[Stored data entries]

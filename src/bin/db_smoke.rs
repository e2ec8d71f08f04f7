//! Database smoke test entry point.
//!
//! Always exits with status 0 once the connection has been released.

use pedidos_probes::config::ProbeConfig;
use pedidos_probes::smoke::{self, SmokeOutcome};
use pedidos_probes::telemetry;

#[tokio::main]
async fn main() {
    let config = ProbeConfig::from_env();
    telemetry::init(config.log_format);

    let outcome = match smoke::connect_pool(&config) {
        Ok(pool) => {
            let outcome = smoke::run(&pool).await;
            pool.close().await;
            outcome
        }
        Err(e) => SmokeOutcome::Failed(e),
    };

    match &outcome {
        SmokeOutcome::Printed { customers, .. } => {
            tracing::info!(rows = customers.len(), "customers fetched");
        }
        SmokeOutcome::Failed(e) => {
            tracing::debug!(kind = e.kind(), "smoke test failed");
        }
    }

    if let Err(e) = outcome.write_report(&mut std::io::stdout(), &mut std::io::stderr()) {
        tracing::warn!(error = %e, "could not write report");
    }

    std::process::exit(0);
}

▸ **Work request**:
An exact, complete copy of the data is the only acceptable answer.

▸ **Response**:
filename src/bin/db_smoke.rs
repository e2ec8d71f08f04f7
//! Database smoke test entry point.
//!
//! Always exits with status 0 once the connection has been released.

use pedidos_probes::config::ProbeConfig;
use pedidos_probes::smoke::{self, SmokeOutcome};
use pedidos_probes::telemetry;

#[tokio::main]
async fn main() {
    let config = ProbeConfig::from_env();
    telemetry::init(config.log_format);

    let outcome = match smoke::connect_pool(&config) {
        Ok(pool) => {
            let outcome = smoke::run(&pool).await;
            pool.close().await;
            outcome
        }
        Err(e) => SmokeOutcome::Failed(e),
    };

    match &outcome {
        SmokeOutcome::Printed { customers, .. } => {
            tracing::info!(rows = customers.len(), "customers fetched");
        }
        SmokeOutcome::Failed(e) => {
            tracing::debug!(kind = e.kind(), "smoke test failed");
        }
    }

    if let Err(e) = outcome.write_report(&mut std::io::stdout(), &mut std::io::stderr()) {
        tracing::warn!(error = %e, "could not write report");
    }

    std::process::exit(0);
}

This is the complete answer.